- Directed by: Adam Schomer
- Written by: Adam Schomer
- Produced by: Adam Schomer Claudia Christian
- Narrated by: Claudia Christian
- Cinematography: Scott Mathias Chrisman
- Edited by: Barry Rubinow
- Music by: Michael Mollura
- Production companies: Zard Productions i2i Productions
- Release dates: August 23, 2014 (HollyShorts Film Festival); October 1, 2014;
- Running time: 50 minutes
- Country: United States
- Language: English

= One Little Pill =

One Little Pill is a documentary film about the use of generic medications (primarily naltrexone, but also nalmefene) for treating and curing alcoholism. The primary focus is on the Sinclair method, which pairs these medications with continued drinking. It was produced by Zard Productions as a film project for the C Three Foundation and released on Vimeo and VHX for on-demand viewing in October 2014. As of August 2015, DVD-R copies are also available.

==Synopsis==
One Little Pill is a documentary film about the Sinclair method of treating alcohol abuse. The film follows the lives of several people who have suffered from alcoholism, and have been helped by the treatment. Perspectives from scientists, treatment centers, doctors, and a legal prosecutor are also presented.

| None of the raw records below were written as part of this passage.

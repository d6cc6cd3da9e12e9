use super::{can_configure, scope_id, update_config};
use crate::community::{ReactionRole, ReactionRoles, emoji_key};
use crate::{COMMAND_TARGET, Context, Error};
use poise::serenity_prelude::{MessageId, ReactionType, Role};
use std::fmt::Write as _;
use tracing::info;

fn parse_message_id(raw: &str) -> Result<MessageId, String> {
    raw.trim()
        .parse::<u64>()
        .ok()
        .filter(|&id| id != 0)
        .map(MessageId::new)
        .ok_or_else(|| format!("`{raw}` is not a message id."))
}

/// Give roles to members who react to a message
#[poise::command(
    prefix_command,
    slash_command,
    guild_only,
    check = "can_configure",
    subcommands("set", "remove", "list"),
    subcommand_required
)]
pub async fn buttonrole(_ctx: Context<'_>) -> Result<(), Error> {
    Ok(())
}

/// Bind a role to a reaction on a message in this channel
#[poise::command(prefix_command, slash_command, guild_only, check = "can_configure")]
pub async fn set(
    ctx: Context<'_>,
    #[description = "Message id"] message_id: String,
    #[description = "Role to give"] role: Role,
    #[description = "Emoji to react with"] emoji: String,
) -> Result<(), Error> {
    let message_id = parse_message_id(&message_id)?;
    if role.managed || role.id.get() == scope_id(ctx)? {
        ctx.say("That role cannot be assigned by the bot.").await?;
        return Ok(());
    }
    let reaction = ReactionType::try_from(emoji.as_str())
        .map_err(|_| format!("`{emoji}` is not an emoji I can react with."))?;
    let channel = ctx.channel_id();
    channel
        .create_reaction(ctx.http(), message_id, reaction.clone())
        .await?;

    let entry = ReactionRole {
        role_id: role.id.get(),
        emoji: emoji_key(&reaction),
        channel_id: channel.get(),
    };
    let message = message_id.get();
    update_config(ctx, move |c| {
        c.reaction_roles.insert(message, entry);
    })
    .await?;
    info!(
        target: COMMAND_TARGET,
        "{} bound role {} to message {message} in guild {:?}",
        ctx.author().id,
        role.id,
        ctx.guild_id()
    );
    ctx.say(format!(
        "Reacting with {reaction} on that message now gives <@&{}>.",
        role.id
    ))
    .await?;
    Ok(())
}

/// Unbind the role from a message
#[poise::command(prefix_command, slash_command, guild_only, check = "can_configure")]
pub async fn remove(
    ctx: Context<'_>,
    #[description = "Message id"] message_id: String,
) -> Result<(), Error> {
    let message_id = parse_message_id(&message_id)?;
    let config = ctx.data().store().get_or_default(scope_id(ctx)?).await?;
    let message = message_id.get();
    if !config.reaction_roles.contains_key(&message) {
        ctx.say("No reaction role is bound to that message.").await?;
        return Ok(());
    }
    update_config(ctx, move |c| {
        c.reaction_roles.remove(&message);
    })
    .await?;
    ctx.say("Reaction role removed.").await?;
    Ok(())
}

fn list_text(roles: &ReactionRoles) -> String {
    if roles.is_empty() {
        return "No reaction roles are set up.".to_string();
    }
    let mut text = String::from("**Reaction roles**\n");
    for (message, entry) in roles {
        let emoji = if entry.emoji.chars().all(|c| c.is_ascii_digit()) {
            format!("<:emoji:{}>", entry.emoji)
        } else {
            entry.emoji.clone()
        };
        let _ = writeln!(
            text,
            "{emoji} on message {message} in <#{}> gives <@&{}>",
            entry.channel_id, entry.role_id
        );
    }
    text
}

/// List reaction roles
#[poise::command(prefix_command, slash_command, guild_only, check = "can_configure")]
pub async fn list(ctx: Context<'_>) -> Result<(), Error> {
    let config = ctx.data().store().get_or_default(scope_id(ctx)?).await?;
    ctx.say(list_text(&config.reaction_roles)).await?;
    Ok(())
}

Claudia comes across as really down to earth and wanting to help others, and helps bring the different elements of the film together. This certainly makes a welcome change, to celebrities going on about the 12-step solution.
— Michael D. (Lovinglife52), Recovering From Recovery

The film describes the application of opioid blockers (naltrexone or nalmefene) as an alternative to help alcohol addicts in place of other more mainstream solutions such as twelve-step programs. The treatment is claimed by the C Three Foundation to have a 78% success rate in remedying alcohol dependence. Naltrexone is FDA approved for use in the United States. In 2013/4 the Scottish Medicines Consortium (SMC) approved nalmefene for use as part of the NHS National Services Scotland. Some studies have shown the treatment to be effective in reducing the urge to drink.

The treatment is described in the film as follows: a single dosage of naltrexone is taken one hour before drinking alcohol, but not on other occasions. Over the following months, most users will begin to drink alcohol less frequently or in smaller quantities. Usually after 3 to 4 months (but occasionally 15 months), successful practitioners are no longer addicted; some people give up drinking alcohol altogether, while others become social drinkers. If they choose to continue to drink, the patients have to continue taking the drug as needed for life. Therapy may optionally also be used.

==Release==
In July 2014 the first sale of the documentary was announced. YLE TV Finland showed the film in March 2015 and the film page received more than 14,000 views.

A special showing of the film occurred on August 23, 2014 at the HollyShorts Film Festival.

Purchase and rental of the movie via video on demand was announced in September 2014.

==Production==
The executive producers Adam Schomer and Claudia Christian financed the film by a campaign on the crowd funding website Indiegogo, with additional finance from Fundly, general donations and special fund raisers. The film was made by the C Three Foundation, a nonprofit organization created by actress Claudia Christian. She is a proponent of the Sinclair method, which she credits for saving her life in 2009.